In April 2000, my mother died. At the time, I worked for a private company. I had about 2-3 weeks off organising the funeral, dealing with the grief and everything else we do when a loved one dies.
When I returned to work, I was told I wasn’t allowed compassionate leave, and had to take it as annual leave.
For real.
They weren’t joking.
I was lost for words.
What next? I’ll come back to this later.
Now jump forward to October 2023. I went into the office in a completely different job, as usual on a Tuesday. However, as the day went on I started feeling tight sharp feelings in my left chest, and my arm started going weak. I rang my doctor who told me to check in with accident and emergency, which I did. I fully admit, on my way there, I was afraid for my life. I thought I might die. Thankfully, I had all the tests known to humankind, and it wasn’t my heart or my blood.
It was anxiety.
I was tense.
Bones aching.
Body tight.
My body was carrying intense levels anxiety and stress on a daily basis, and he was telling me it needed addressing urgently.
The doctor’s recommendation: Slow down and take better care of yourself.
At that moment, I finally admitted to myself right then what intuitively I already knew but kept forgetting. I was putting my body through too much. I needed to take care of him. I needed to set some new boundaries.
I understood more fully than ever before, how valuing our own humanity is one of the most important things I or any of us can do.
The reality is, my human body and yours live in a system which is not designed for human bodies. A system which dehumanises us, and allows us no time to process grief and trauma, nor to look after our very human needs.
We call it capitalism.
For me and many others, this has in the past been aided and abetted by a religious system tied to capitalism, which gets God to miraculously take away all your pain without really doing any trauma work. Essentially, toxic religion wanted me to numb my pain too. Not to mention a social media algorithm - especially on twitter - designed to cultivate reactivity and outrage.
It might help to briefly breakdown capitalism and the twitter algorithm here, to help us understand how and why they cause us such harm.
Capitalism, was actually derived from the term ‘capitalist’, meaning ‘the owner of capital’. The basic concept is an economy driven by corporate ownership of the means of production. Essentially, everything which builds the economy is capital.
The capitalist concept really was an evolution of the “survival of the fittest” maxim which had driven the evolution of humanity to one of the dominant species on planet earth.
Capitalism favours those who have the most, those the most able (mentally and physically), and harms and pushes down those who have least, the disabled and marginalised. It’s designed to ensure the survival of the fittest. It’s birthed from a less evolved state of human consciousness and at its core, it dehumanises human bodies and turns them into capital.

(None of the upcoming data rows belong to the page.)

// Copyright (C) 2026 Fred Clausen
// Use of this source code is governed by an MIT-style
// license that can be found in the LICENSE file or at
// https://opensource.org/licenses/MIT.

use crate::role_manager::RoleManager;
use crate::state::CourseState;
use gradebook_domain::{
    Assignment, AssignmentCategory, CategoryId, GradeSchemaRef, LatePolicyRef, StudentRecord,
    UserId,
};
use std::collections::BTreeMap;
use time::OffsetDateTime;

/// Read-only, point-in-time copy of a course for student-facing reads.
///
/// A snapshot owns its data. Later changes to the live course are never
/// visible through it, and it offers no way to write back.
#[derive(Debug, Clone, PartialEq)]
pub struct CourseSnapshot {
    name: String,
    grade_schema: GradeSchemaRef,
    late_policy: LatePolicyRef,
    role_manager: RoleManager,
    student_records: BTreeMap<UserId, StudentRecord>,
    assignment_categories: BTreeMap<CategoryId, AssignmentCategory>,
    created_at: OffsetDateTime,
    created_by: UserId,
}

impl CourseSnapshot {
    /// Copies the snapshotted fields of `state`.
    pub(crate) fn capture(state: &CourseState, created_by: UserId, created_at: OffsetDateTime) -> Self {
        Self {
            name: state.name.clone(),
            grade_schema: state.grade_schema.clone(),
            late_policy: state.late_policy.clone(),
            role_manager: state.role_manager.clone(),
            student_records: state.student_records.clone(),
            assignment_categories: state.assignment_categories.clone(),
            created_at,
            created_by,
        }
    }

    /// Course name at snapshot time.
    #[must_use]
    pub fn name(&self) -> &str {
        &self.name
    }

    /// Grade schema at snapshot time.
    #[must_use]
    pub const fn grade_schema(&self) -> &GradeSchemaRef {
        &self.grade_schema
    }

    /// Late policy at snapshot time.
    #[must_use]
    pub const fn late_policy(&self) -> &LatePolicyRef {
        &self.late_policy
    }

    /// Role assignments at snapshot time.
    #[must_use]
    pub const fn role_manager(&self) -> &RoleManager {
        &self.role_manager
    }

    /// Student records at snapshot time.
    #[must_use]
    pub const fn student_records(&self) -> &BTreeMap<UserId, StudentRecord> {
        &self.student_records
    }

    /// A single student's record at snapshot time.
    #[must_use]
    pub fn student_record(&self, student: &UserId) -> Option<&StudentRecord> {
        self.student_records.get(student)
    }

    /// Assignment categories at snapshot time.
    #[must_use]
    pub const fn assignment_categories(&self) -> &BTreeMap<CategoryId, AssignmentCategory> {
        &self.assignment_categories
    }

    /// Every assignment across all categories at snapshot time.
    pub fn assignments(&self) -> impl Iterator<Item = &Assignment> {
        self.assignment_categories
            .values()
            .flat_map(|category| category.assignments.values())
    }

    /// When the snapshot was taken.
    #[must_use]
    pub const fn created_at(&self) -> OffsetDateTime {
        self.created_at
    }

    /// Who took the snapshot.
    #[must_use]
    pub const fn created_by(&self) -> &UserId {
        &self.created_by
    }
}
// Copyright (C) 2026 Fred Clausen
// Use of this source code is governed by an MIT-style
// license that can be found in the LICENSE file or at
// https://opensource.org/licenses/MIT.

use crate::tests::helpers::{
    ALICE, ASSISTANT, BOB, PROFESSOR, create_test_course, hw1_id, session, user,
};
use crate::{
    AuditTarget, Course, CourseConfig, CourseSnapshot, CourseState, RemovalPolicy, Session,
};
use gradebook_domain::StudentRecord;
use std::sync::Arc;
use std::thread;

#[test]
fn test_concurrent_enrollments_are_all_recorded() {
    let course: Course = create_test_course(CourseConfig::default());
    let before: usize = course.history(&session(PROFESSOR)).unwrap().len();

    thread::scope(|scope| {
        for worker in 0..8 {
            let course: &Course = &course;
            scope.spawn(move || {
                let professor: Session = session(PROFESSOR);
                for n in 0..10 {
                    let id: String = format!("student-{worker}-{n}");
                    course
                        .add_student(&professor, StudentRecord::new(user(&id), &id))
                        .unwrap();
                }
            });
        }
    });

    let state: CourseState = course.inspect(&session(PROFESSOR)).unwrap();
    assert_eq!(state.student_records.len(), 2 + 80);
    assert_eq!(
        course.history(&session(PROFESSOR)).unwrap().len(),
        before + 80
    );
    assert!(state.invariants_hold(RemovalPolicy::Retain));
}

#[test]
fn test_readers_never_observe_a_partial_removal() {
    let config: CourseConfig = CourseConfig {
        removal_policy: RemovalPolicy::Purge,
        ..CourseConfig::default()
    };
    let course: Course = create_test_course(config);
    let professor: Session = session(PROFESSOR);
    course
        .update_assignment_grade(&professor, &hw1_id(), &user(ALICE), 90.0)
        .unwrap();
    course
        .update_assignment_grade(&professor, &hw1_id(), &user(BOB), 80.0)
        .unwrap();

    thread::scope(|scope| {
        let course: &Course = &course;
        scope.spawn(move || {
            let professor: Session = session(PROFESSOR);
            course.remove_student(&professor, &user(ALICE)).unwrap();
            course.remove_student(&professor, &user(BOB)).unwrap();
        });
        for _ in 0..4 {
            scope.spawn(move || {
                let assistant: Session = session(ASSISTANT);
                for _ in 0..50 {
                    let state: CourseState = course.inspect(&session(PROFESSOR)).unwrap();
                    assert!(state.invariants_hold(RemovalPolicy::Purge));
                    assert_eq!(state.grades.len(), state.student_records.len());
                    let snapshot: Arc<CourseSnapshot> =
                        course.create_snapshot(&assistant).unwrap();
                    assert!(snapshot.student_records().len() <= 2);
                }
            });
        }
    });

    let state: CourseState = course.inspect(&professor).unwrap();
    assert!(state.student_records.is_empty());
    assert!(state.grades.is_empty());
}
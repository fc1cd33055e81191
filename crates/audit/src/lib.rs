// Copyright (C) 2026 Fred Clausen
// Use of this source code is governed by an MIT-style
// license that can be found in the LICENSE file or at
// https://opensource.org/licenses/MIT.

#![deny(
    clippy::pedantic,
    clippy::cargo,
    clippy::nursery,
    clippy::style,
    clippy::correctness,
    clippy::all
)]

#[cfg(test)]
mod tests;

use gradebook_domain::{Permission, Role, UserId};
use serde::{Deserialize, Serialize};
use time::OffsetDateTime;

/// Represents the user performing an action.
///
/// An actor is captured at the moment of the action, together with the
/// roles it held at that moment, so later role changes do not rewrite
/// the audit trail.
#[derive(Debug, Clone, PartialEq, Eq, Serialize, Deserialize)]
pub struct Actor {
    /// The acting user.
    pub user: UserId,
    /// The roles held by the user when the action was attempted.
    pub roles: Vec<Role>,
}

impl Actor {
    /// Creates a new Actor.
    ///
    /// # Arguments
    ///
    /// * `user` - The acting user
    /// * `roles` - The roles held by the user at the time of the action
    #[must_use]
    pub const fn new(user: UserId, roles: Vec<Role>) -> Self {
        Self { user, roles }
    }

    /// Creates an actor for a user with no known roles.
    #[must_use]
    pub const fn unregistered(user: UserId) -> Self {
        Self {
            user,
            roles: Vec::new(),
        }
    }
}

/// Represents the specific action performed.
///
/// An action describes what state change occurred.
#[derive(Debug, Clone, PartialEq, Eq, Serialize, Deserialize)]
pub struct Action {
    /// The name of the action (e.g., "`SetName`", "`AddStudent`").
    pub name: String,
    /// Optional additional details about the action.
    pub details: Option<String>,
}

impl Action {
    /// Creates a new Action.
    ///
    /// # Arguments
    ///
    /// * `name` - The name of the action
    /// * `details` - Optional additional details
    #[must_use]
    pub const fn new(name: String, details: Option<String>) -> Self {
        Self { name, details }
    }
}

/// A compact summary of course state at a point in time.
///
/// This is not a copy of the state; it records counts and identifying
/// fields so an audit reader can see what a transition changed.
#[derive(Debug, Clone, PartialEq, Eq, Serialize, Deserialize)]
pub struct StateSnapshot {
    /// A string representation of the state.
    pub data: String,
}

impl StateSnapshot {
    /// Creates a new `StateSnapshot`.
    ///
    /// # Arguments
    ///
    /// * `data` - A string representation of the state
    #[must_use]
    pub const fn new(data: String) -> Self {
        Self { data }
    }
}

/// An immutable audit event representing a state transition.
///
/// Every successful mutation produces exactly one audit event.
/// Audit events are immutable once created and capture:
/// - Who performed the action (actor)
/// - What action was performed (action)
/// - The state before the transition (before)
/// - The state after the transition (after)
/// - When the transition was committed (`recorded_at`)
#[derive(Debug, Clone, PartialEq, Eq, Serialize, Deserialize)]
pub struct AuditEvent {
    /// The actor who initiated this state change.
    pub actor: Actor,
    /// The action that was performed.
    pub action: Action,
    /// The state before the transition.
    pub before: StateSnapshot,
    /// The state after the transition.
    pub after: StateSnapshot,
    /// When the transition was committed.
    pub recorded_at: OffsetDateTime,
}

impl AuditEvent {
    /// Creates a new `AuditEvent`.
    ///
    /// Once created, an audit event is immutable.
    ///
    /// # Arguments
    ///
    /// * `actor` - The actor who initiated the change
    /// * `action` - The action that was performed
    /// * `before` - The state before the transition
    /// * `after` - The state after the transition
    /// * `recorded_at` - When the change was committed
    #[must_use]
    pub const fn new(
        actor: Actor,
        action: Action,
        before: StateSnapshot,
        after: StateSnapshot,
        recorded_at: OffsetDateTime,
    ) -> Self {
        Self {
            actor,
            action,
            before,
            after,
            recorded_at,
        }
    }
}

/// A rejected attempt to perform a permission-gated operation.
///
/// Denials never change course state. They are handed to an observer so a
/// host application can log or alert on them.
#[derive(Debug, Clone, PartialEq, Eq, Serialize, Deserialize)]
pub struct AccessDenial {
    /// The caller whose attempt was rejected.
    pub actor: Actor,
    /// The operation that was attempted (e.g., "`SetName`" or "`GetName`").
    pub operation: String,
    /// The permission the operation required.
    pub required: Permission,
    /// When the attempt was rejected.
    pub attempted_at: OffsetDateTime,
}

impl AccessDenial {
    /// Creates a new `AccessDenial`.
    #[must_use]
    pub fn new(
        actor: Actor,
        operation: &str,
        required: Permission,
        attempted_at: OffsetDateTime,
    ) -> Self {
        Self {
            actor,
            operation: operation.to_string(),
            required,
            attempted_at,
        }
    }
}
// Copyright (C) 2026 Fred Clausen
// Use of this source code is governed by an MIT-style
// license that can be found in the LICENSE file or at
// https://opensource.org/licenses/MIT.

use crate::config::RemovalPolicy;
use gradebook_domain::{
    Assignment, AssignmentCategory, AssignmentId, AssignmentSubmission, CategoryId,
    GradeSchemaRef, LatePolicyRef, Permission, Role, StudentRecord, UserId,
};

/// Whether a command can be undone once it has been applied.
#[derive(Debug, Clone, Copy, PartialEq, Eq)]
pub enum Reversibility {
    /// Undo restores the exact prior state.
    Reversible,
    /// The command discards information; undo is refused.
    Terminal,
}

/// A command represents user intent as data only.
///
/// Commands are the only way to request state changes. They are immutable;
/// applying one never modifies it. The data needed to reverse a command is
/// captured from the course state at the moment it is applied.
#[derive(Debug, Clone, PartialEq)]
pub enum Command {
    /// Rename the course.
    SetName {
        /// The new name.
        name: String,
    },
    /// Replace the grade schema.
    SetGradeSchema {
        /// The new schema.
        schema: GradeSchemaRef,
    },
    /// Replace the late policy.
    SetLatePolicy {
        /// The new policy.
        policy: LatePolicyRef,
    },
    /// Add a new assignment category (optionally with assignments).
    AddAssignmentCategory {
        /// The category to add.
        category: AssignmentCategory,
    },
    /// Rename or reweight an existing category. Its assignments are kept.
    UpdateAssignmentCategory {
        /// The category to update.
        category: CategoryId,
        /// The new name.
        name: String,
        /// The new weight, in percent.
        weight: u8,
    },
    /// Add an assignment to an existing category.
    AddAssignment {
        /// The owning category.
        category: CategoryId,
        /// The assignment to add.
        assignment: Assignment,
    },
    /// Replace an existing assignment, located by its id.
    UpdateAssignment {
        /// The replacement assignment.
        assignment: Assignment,
    },
    /// Record a first submission for an `(assignment, student)` pair.
    AddAssignmentSubmission {
        /// The submission.
        submission: AssignmentSubmission,
    },
    /// Replace an existing submission.
    UpdateAssignmentSubmission {
        /// The replacement submission.
        submission: AssignmentSubmission,
    },
    /// Record or replace the grade for an `(assignment, student)` pair.
    UpdateAssignmentGrade {
        /// The graded assignment.
        assignment: AssignmentId,
        /// The graded student.
        student: UserId,
        /// Score as entered by the grader, in percent.
        raw_score: f64,
    },
    /// Enroll a student.
    AddStudent {
        /// The new student record.
        record: StudentRecord,
    },
    /// Remove an enrolled student.
    RemoveStudent {
        /// The student to remove.
        student: UserId,
    },
    /// Grant a role to a user.
    GrantRole {
        /// The user.
        user: UserId,
        /// The role to grant.
        role: Role,
    },
    /// Revoke a role from a user.
    RevokeRole {
        /// The user.
        user: UserId,
        /// The role to revoke.
        role: Role,
    },
}

impl Command {
    /// The permission a caller must hold to execute this command.
    #[must_use]
    pub const fn required_permission(&self) -> Permission {
        match self {
            Self::SetName { .. } => Permission::UpdateCourseName,
            Self::SetGradeSchema { .. } => Permission::UpdateCourseGradeSchema,
            Self::SetLatePolicy { .. } => Permission::UpdateCourseLatePolicy,
            Self::AddAssignmentCategory { .. } => Permission::AddAssignmentCategory,
            Self::UpdateAssignmentCategory { .. } => Permission::UpdateAssignmentCategory,
            Self::AddAssignment { .. } => Permission::AddAssignment,
            Self::UpdateAssignment { .. } => Permission::UpdateAssignment,
            Self::AddAssignmentSubmission { .. } => Permission::AddAssignmentSubmission,
            Self::UpdateAssignmentSubmission { .. } => Permission::UpdateAssignmentSubmission,
            Self::UpdateAssignmentGrade { .. } => Permission::UpdateAssignmentGrade,
            Self::AddStudent { .. } => Permission::AddStudent,
            Self::RemoveStudent { .. } => Permission::RemoveStudent,
            Self::GrantRole { .. } | Self::RevokeRole { .. } => Permission::ManageRoles,
        }
    }

    /// The action name recorded in audit events.
    #[must_use]
    pub const fn name(&self) -> &'static str {
        match self {
            Self::SetName { .. } => "SetName",
            Self::SetGradeSchema { .. } => "SetGradeSchema",
            Self::SetLatePolicy { .. } => "SetLatePolicy",
            Self::AddAssignmentCategory { .. } => "AddAssignmentCategory",
            Self::UpdateAssignmentCategory { .. } => "UpdateAssignmentCategory",
            Self::AddAssignment { .. } => "AddAssignment",
            Self::UpdateAssignment { .. } => "UpdateAssignment",
            Self::AddAssignmentSubmission { .. } => "AddAssignmentSubmission",
            Self::UpdateAssignmentSubmission { .. } => "UpdateAssignmentSubmission",
            Self::UpdateAssignmentGrade { .. } => "UpdateAssignmentGrade",
            Self::AddStudent { .. } => "AddStudent",
            Self::RemoveStudent { .. } => "RemoveStudent",
            Self::GrantRole { .. } => "GrantRole",
            Self::RevokeRole { .. } => "RevokeRole",
        }
    }

    /// Whether this command can be undone under the given removal policy.
    ///
    /// Only a purging `RemoveStudent` is terminal: the purged submissions and
    /// grades are gone, and re-enrolling cannot bring them back.
    #[must_use]
    pub const fn reversibility(&self, removal_policy: RemovalPolicy) -> Reversibility {
        match (self, removal_policy) {
            (Self::RemoveStudent { .. }, RemovalPolicy::Purge) => Reversibility::Terminal,
            _ => Reversibility::Reversible,
        }
    }
}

There’s even a term in general use today, ‘human capital’, which really nails down our role in this system.
According to the 'Human Capital Project’ (yes, that’s a real thing), the definition of human capital is:
“Human capital consists of the knowledge, skills, and health that people invest in and accumulate throughout their lives, enabling them to realise their potential as productive members of society.”
WorldBank.org
Essentially, this defines the value of a human being by what we have (skills, knowledge, money, connections, abilities), and what we do (being productive in society).
This essentially boils down human beings to machines. Machines to serve a system.
The things I would argue make us truly human - complex emotion, compassion, humour, culture, background, race, gender, our inherent value, our unique bodies, and above all our mortality…aren’t even mentioned in this definition.
It essentially dehumanises us. Our humanity is almost meaningless, like an annoying side issue, or just something else to be commodified. Humans only have value in what we produce, what we can do and how much we can contribute to society. Like machines. Companies even have ‘human resources’ to ‘resource’ our humanity like its’ a product or annoying side issue.
So what does this have to do with grief? Well, grief is a complex human condition (it’s way more than an emotion) which almost all of us experience. Anyone who’s lost a loved one knows, a three-week break to go to a funeral and get away from it all, is not remotely enough to process all the complexities of grief.
Yet as I mentioned at the start, capitalism wants to act like this isn’t a major issue. Like its a mild annoyance to be tolerated. That’s certainly how my boss in 2000 felt about it. .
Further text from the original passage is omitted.